5. Conducted proximity effect under test: When multiple current-carrying wires pass through the same jaw at the same time, the magnetic field generated by the current of each wire is superimposed on each other, and cannot be decoupled separately by the internal algorithm of the instrument unless the wires are arranged symmetrically.

Applications:

The main applications of clamp multimeters in laboratories and industrial sites cover the following directions:

• Electrical system maintenance and troubleshooting: Under the condition of not cutting off the power supply, quickly detect the phase current and imbalance of the power distribution cabinet, motor, transformer and lighting circuit, and assist in judging the hidden danger of overload, phase loss or short circuit.

• Commissioning of industrial automation equipment: Measure the current value of the input/output module of the programmable logic controller (PLC), the output current of the frequency converter and the current value of the sensor signal loop, and verify the matching of the control logic and the actuator.
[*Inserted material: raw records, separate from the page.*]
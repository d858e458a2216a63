use crate::error::AppError;
use crate::pricing::models::{ModelCategory, PricingEntry};
use serde::Deserialize;
use std::path::Path;
use tracing::{info, warn};

/// Catalog file structure (JSON or TOML)
///
/// An ordered list of models; catalog order is the tie-break order for
/// ranking, so the format must preserve it.
#[derive(Debug, Deserialize)]
pub struct CatalogFile {
    pub models: Vec<CatalogEntryData>,
}

/// One model entry as written in a catalog file, prices on the $/1M basis
#[derive(Debug, Deserialize)]
pub struct CatalogEntryData {
    pub id: String,
    pub provider: String,
    pub category: ModelCategory,
    #[serde(default)]
    pub input_price_per_million: Option<f64>,
    #[serde(default)]
    pub output_price_per_million: Option<f64>,
}

/// Load a catalog from a JSON or TOML file, selected by extension
pub fn load_catalog(path: &Path) -> Result<Vec<PricingEntry>, AppError> {
    let content = std::fs::read_to_string(path)?;

    let entries = match path.extension().and_then(|e| e.to_str()) {
        Some("json") => parse_catalog_json(&content)?,
        Some("toml") => parse_catalog_toml(&content)?,
        other => {
            return Err(AppError::Catalog(format!(
                "unsupported catalog extension: {:?} (expected .json or .toml)",
                other
            )))
        }
    };

    info!("Loaded {} pricing entries from {}", entries.len(), path.display());
    Ok(entries)
}

/// Parse catalog JSON into pricing entries
pub fn parse_catalog_json(json: &str) -> Result<Vec<PricingEntry>, AppError> {
    let file: CatalogFile = serde_json::from_str(json)
        .map_err(|e| AppError::Catalog(format!("failed to parse catalog JSON: {}", e)))?;
    Ok(sanitize_entries(file.models))
}

/// Parse catalog TOML into pricing entries
pub fn parse_catalog_toml(toml_str: &str) -> Result<Vec<PricingEntry>, AppError> {
    let file: CatalogFile = toml::from_str(toml_str)
        .map_err(|e| AppError::Catalog(format!("failed to parse catalog TOML: {}", e)))?;
    Ok(sanitize_entries(file.models))
}

/// Convert raw file entries to `PricingEntry`, dropping or coercing
/// anything that violates the catalog invariants
fn sanitize_entries(raw: Vec<CatalogEntryData>) -> Vec<PricingEntry> {
    let mut entries: Vec<PricingEntry> = Vec::with_capacity(raw.len());

    for data in raw {
        if data.id.trim().is_empty() {
            warn!("Skipping catalog entry with empty id");
            continue;
        }
        if entries.iter().any(|e| e.id == data.id) {
            warn!("Skipping duplicate catalog entry: {}", data.id);
            continue;
        }

        // Entries without a usable input price cannot be charged at all
        let input_per_million = match data.input_price_per_million {
            Some(p) if p.is_finite() && p >= 0.0 => p,
            _ => {
                warn!("Skipping catalog entry without valid input price: {}", data.id);
                continue;
            }
        };

        let output_per_million = match data.output_price_per_million {
            Some(p) if p.is_finite() && p >= 0.0 => p,
            _ => 0.0,
        };

        // Embedding models are never charged for output
        let output_per_million = if data.category == ModelCategory::Embedding {
            if output_per_million != 0.0 {
                warn!(
                    "Embedding entry {} declared an output price; forcing it to zero",
                    data.id
                );
            }
            0.0
        } else {
            output_per_million
        };

        entries.push(PricingEntry {
            id: data.id,
            provider: data.provider,
            category: data.category,
            input_price_per_token: input_per_million / 1_000_000.0,
            output_price_per_token: output_per_million / 1_000_000.0,
        });
    }

    entries
}

/// Built-in pricing catalog (USD per 1M tokens at the published list rates)
pub fn default_catalog() -> Vec<PricingEntry> {
    fn entry(
        id: &str,
        provider: &str,
        category: ModelCategory,
        input_per_million: f64,
        output_per_million: f64,
    ) -> PricingEntry {
        PricingEntry {
            id: id.to_string(),
            provider: provider.to_string(),
            category,
            input_price_per_token: input_per_million / 1_000_000.0,
            output_price_per_token: output_per_million / 1_000_000.0,
        }
    }

    use ModelCategory::{Embedding, Generative};

    vec![
        entry("GPT-4o", "OpenAI", Generative, 2.50, 10.00),
        entry("GPT-4o mini", "OpenAI", Generative, 0.15, 0.60),
        entry("GPT-5", "OpenAI", Generative, 1.25, 10.00),
        entry("GPT-5 mini", "OpenAI", Generative, 0.25, 2.00),
        entry("Gemini 2.5 Pro", "Google", Generative, 2.50, 15.00),
        entry("Gemini 2.5 Flash", "Google", Generative, 0.30, 2.50),
        entry("Gemini 2.5 Flash-Lite", "Google", Generative, 0.10, 0.40),
        entry("Claude Sonnet 4 (≤200K)", "Anthropic", Generative, 3.00, 15.00),
        entry("Claude Sonnet 4 (>200K)", "Anthropic", Generative, 6.00, 22.50),
        entry("text-embedding-3-small", "OpenAI", Embedding, 0.02, 0.0),
        entry("text-embedding-3-large", "OpenAI", Embedding, 0.13, 0.0),
        entry("text-embedding-ada-002", "OpenAI", Embedding, 0.10, 0.0),
    ]
}
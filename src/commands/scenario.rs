use crate::cli::{CurrencyArgs, GenerativeArgs};
use crate::commands::{
    format_money, format_opt_money, format_tokens, generative_usage, resolve_catalog,
};
use anyhow::Result;
use comfy_table::{presets::UTF8_FULL, Cell, Color, ContentArrangement, Table};
use costwise::config;
use costwise::error::AppError;
use costwise::pricing::scenario::{Insight, MarginAdvice, ScenarioParameters};
use costwise::pricing::{resale_pricing, run_scenario};
use std::path::Path;
use tracing::info;

/// Execute the scenario command
///
/// Full business analysis: ranked costs, insights, recommendations and a
/// resale pricing overlay at the requested margin.
pub fn execute(
    catalog_path: Option<&Path>,
    usage: &GenerativeArgs,
    margin: f64,
    model: Option<String>,
    currency: &CurrencyArgs,
    json: bool,
) -> Result<()> {
    let cfg = config::load_config()?;
    let catalog = resolve_catalog(catalog_path, &cfg)?;

    let volume = generative_usage(usage, currency.rate, &cfg);
    let params = ScenarioParameters {
        daily_conversations: volume.daily_conversations,
        messages_per_conversation: volume.messages_per_conversation,
        input_words_per_message: volume.input_words_per_message,
        output_words_per_message: volume.output_words_per_message,
        usd_to_local_rate: volume.usd_to_local_rate,
        days_per_year: volume.days_per_year,
        margin_percent: margin,
    };

    info!(
        "Scenario: {} conversations/day at {}% margin",
        usage.conversations, margin
    );
    let report = run_scenario(&catalog, &params, &cfg.calc);

    if json {
        println!("{}", serde_json::to_string_pretty(&report)?);
        return Ok(());
    }

    if report.results.is_empty() {
        println!("No generative models in the catalog.");
        return Ok(());
    }

    let tokens = &report.parameters_echo;
    println!(
        "Volume: {} in / {} out per day ({} messages)\n",
        format_tokens(tokens.daily_input_tokens),
        format_tokens(tokens.daily_output_tokens),
        tokens.total_daily_messages
    );

    let mut table = Table::new();
    table
        .load_preset(UTF8_FULL)
        .set_content_arrangement(ContentArrangement::Dynamic);
    table.set_header(vec![
        Cell::new("MODEL").fg(Color::Cyan),
        Cell::new("PROVIDER").fg(Color::Cyan),
        Cell::new("MONTHLY").fg(Color::Cyan),
        Cell::new("YEARLY").fg(Color::Cyan),
        Cell::new("PER CONV").fg(Color::Cyan),
    ]);
    for result in &report.results {
        table.add_row(vec![
            Cell::new(&result.model),
            Cell::new(&result.provider),
            Cell::new(format_money(result.monthly_total, currency)),
            Cell::new(format_money(result.yearly_total, currency)),
            Cell::new(format_opt_money(result.per_conversation, currency)),
        ]);
    }
    println!("{table}");

    if !report.insights.is_empty() {
        println!("\nInsights:");
        for insight in &report.insights {
            println!("  - {}", render_insight(insight, currency));
        }
    }

    if let Some(recs) = &report.recommendations {
        println!("\nRecommendations:");
        println!("  Budget pick:    {}", recs.budget);
        println!("  Most efficient: {}", recs.most_efficient);
        println!("  Balanced pick:  {}", recs.balanced);
    }

    // Resale overlay for the requested model, cheapest otherwise
    let target = match &model {
        Some(id) => report
            .results
            .iter()
            .find(|r| r.model == *id)
            .ok_or_else(|| AppError::ModelNotFound(id.clone()))?,
        None => &report.results[0],
    };
    let resale = resale_pricing(target, margin);

    println!("\nResale pricing for {} at {:.0}% margin:", resale.model, resale.margin_percent);
    println!(
        "  Per conversation: {} (cost {})",
        format_opt_money(resale.per_conversation.map(|p| p.price), currency),
        format_opt_money(resale.per_conversation.map(|p| p.cost), currency)
    );
    println!(
        "  Per message:      {} (cost {})",
        format_opt_money(resale.per_message.map(|p| p.price), currency),
        format_opt_money(resale.per_message.map(|p| p.cost), currency)
    );
    println!(
        "  Monthly:          {} (markup {})",
        format_money(resale.monthly.price, currency),
        format_money(resale.monthly.markup, currency)
    );
    println!(
        "  Yearly:           {} (markup {})",
        format_money(resale.yearly.price, currency),
        format_money(resale.yearly.markup, currency)
    );
    match resale.advice {
        Some(MarginAdvice::LowMargin { margin_percent }) => println!(
            "  Note: {:.0}% margin leaves little room for operating costs",
            margin_percent
        ),
        Some(MarginAdvice::HighMargin { margin_percent }) => println!(
            "  Note: {:.0}% margin may price you out of the market",
            margin_percent
        ),
        None => {}
    }

    Ok(())
}

fn render_insight(insight: &Insight, currency: &CurrencyArgs) -> String {
    match insight {
        Insight::CostSavings {
            model,
            amount,
            percent,
        } => match percent {
            Some(p) => format!(
                "Picking {} saves {}/year ({:.1}%)",
                model,
                format_money(*amount, currency),
                p
            ),
            None => format!(
                "Picking {} saves {}/year",
                model,
                format_money(*amount, currency)
            ),
        },
        Insight::HighVolume {
            daily_conversations,
        } => format!(
            "High volume ({} conversations/day): small per-token differences compound",
            daily_conversations
        ),
        Insight::VeryHighVolume {
            daily_conversations,
        } => format!(
            "Very high volume ({} conversations/day): consider negotiated pricing",
            daily_conversations
        ),
        Insight::TokenOptimization {
            avg_tokens_per_message,
        } => format!(
            "Long messages (avg {:.0} tokens): trimming prompts would cut cost",
            avg_tokens_per_message
        ),
        Insight::ProviderDiversity { providers } => format!(
            "{} providers compete in this bracket: {}",
            providers.len(),
            providers.join(", ")
        ),
        Insight::ExcellentEfficiency { per_conversation } => format!(
            "Excellent efficiency: {} per conversation",
            format_money(*per_conversation, currency)
        ),
        Insight::OptimizationOpportunity { per_conversation } => format!(
            "Costly conversations ({} each): review model choice or usage",
            format_money(*per_conversation, currency)
        ),
    }
}
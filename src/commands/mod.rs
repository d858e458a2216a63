//! Command implementations for the CLI
//!
//! This module contains the implementation of all CLI commands:
//! - compare: rank generative models for a conversation workload
//! - embedding: rank embedding models for a token volume
//! - head-to-head: pairwise comparison of two models
//! - scenario: business scenario with insights and resale pricing
//! - models: list the pricing catalog

pub mod compare;
pub mod embedding;
pub mod head_to_head;
pub mod models;
pub mod scenario;

use crate::cli::{CurrencyArgs, GenerativeArgs};
use anyhow::Result;
use costwise::config::Config;
use costwise::pricing::{catalog, GenerativeUsage, PricingEntry};
use std::path::Path;
use tracing::info;

/// Resolve the pricing catalog: CLI flag wins over the config file path,
/// and the built-in catalog is the fallback
pub fn resolve_catalog(cli_path: Option<&Path>, cfg: &Config) -> Result<Vec<PricingEntry>> {
    let path = cli_path.or(cfg.catalog.path.as_deref());

    match path {
        Some(path) => Ok(catalog::load_catalog(path)?),
        None => {
            info!("Using built-in pricing catalog");
            Ok(catalog::default_catalog())
        }
    }
}

/// Build generative usage from CLI args; `--days-per-year` falls back
/// to the configured `calc.default_days_per_year`
pub fn generative_usage(args: &GenerativeArgs, rate: f64, cfg: &Config) -> GenerativeUsage {
    GenerativeUsage {
        daily_conversations: args.conversations,
        messages_per_conversation: args.messages,
        input_words_per_message: args.input_words,
        output_words_per_message: args.output_words,
        usd_to_local_rate: rate,
        days_per_year: args
            .days_per_year
            .unwrap_or(cfg.calc.default_days_per_year),
    }
}

/// Format a base-USD amount in the display currency
pub fn format_money(usd: f64, currency: &CurrencyArgs) -> String {
    let value = usd * currency.rate;
    if value >= 1_000.0 {
        format!("{}{:.0}", currency.symbol, value)
    } else if value >= 1.0 {
        format!("{}{:.2}", currency.symbol, value)
    } else {
        format!("{}{:.4}", currency.symbol, value)
    }
}

/// Format an optional amount, `N/A` when absent
pub fn format_opt_money(usd: Option<f64>, currency: &CurrencyArgs) -> String {
    match usd {
        Some(usd) => format_money(usd, currency),
        None => "N/A".to_string(),
    }
}

/// Format a signed percentage delta, `N/A` when not applicable
pub fn format_delta(delta: Option<f64>) -> String {
    match delta {
        Some(d) => format!("{:+.1}%", d),
        None => "N/A".to_string(),
    }
}

/// Format a token count compactly
pub fn format_tokens(n: f64) -> String {
    if n >= 1_000_000.0 {
        format!("{:.1}M", n / 1_000_000.0)
    } else if n >= 1_000.0 {
        format!("{:.1}K", n / 1_000.0)
    } else {
        format!("{:.0}", n)
    }
}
• Energy efficiency assessment: Record the operating current of production line equipment, air conditioning units, and pump loads, and calculate the apparent power and power factor in combination with voltage measurement to provide basic data for energy-saving transformation.

• Laboratory electrical characterization testing: Used for current monitoring in low-voltage electronic prototype circuits, power modules, and electrochemical electrode systems, especially in replacement for series ammeters in test scenarios requiring low insertion loss.

• Energy storage and new energy system inspection: Measure the DC current of the solar photovoltaic module string, the charging and discharging current of the energy storage battery pack and the output current of the wind turbine to verify the power balance state of the system.

Selection reference

When choosing a clamp multimeter, the following parameters should be considered based on actual measurement needs and usage environment:

Current type and range: Specify whether the measured current is AC, DC or AC DC dual-use. AC special type usually uses current transformer, which has a simple structure and low cost. The AC/DC dual-purpose type requires a Hall sensor, which has high cost and power consumption. The lower and upper limits of the range need to cover the typical fluctuation range of the measured current, such as industrial motor currents typically in the tens to hundreds of amps, while sensor loop currents can be as low as milliamps.

Accuracy level and resolution: The basic accuracy of ± 1.5% to ±2.5% for conventional industrial applications can meet the needs. For standard laboratory measurements or calibration purposes, choose a model with an accuracy of better than ±0.5% and a True RMS measurement capability. The resolution needs to match the smallest discernible current variation, such as 0.01 A resolution for small current detection.

Jaw size and geometry: The inner diameter of the jaws determines the maximum cross-sectional area of the wire that can be accommodated. When measuring large diameter cables (e.g. cross-sectional area exceeding 185 mm²), a model with an inner jaw diameter greater than 35 mm should be selected. Some models are equipped with a detachable flexible coil probe for current measurement in busways or in confined spaces.

Additional feature requirements: If you need to measure voltage, resistance, capacitance, diode or temperature at the same time, you should choose a composite instrument with integrated digital multimeter function. Models that support data logging, Bluetooth transmission, or graphical display are more suitable for long-term monitoring and data traceability.

Safety level and protectionFor situations where there is a risk of transient overvoltage in industrial sites (such as distribution cabinet measurement), CAT III (600 V or 1000 V) or CAT IV (300 V) safety level instruments that comply with IEC 61010-1 standards should be selected, and their insulation strength and flame-proof design can provide reliable protection for operators.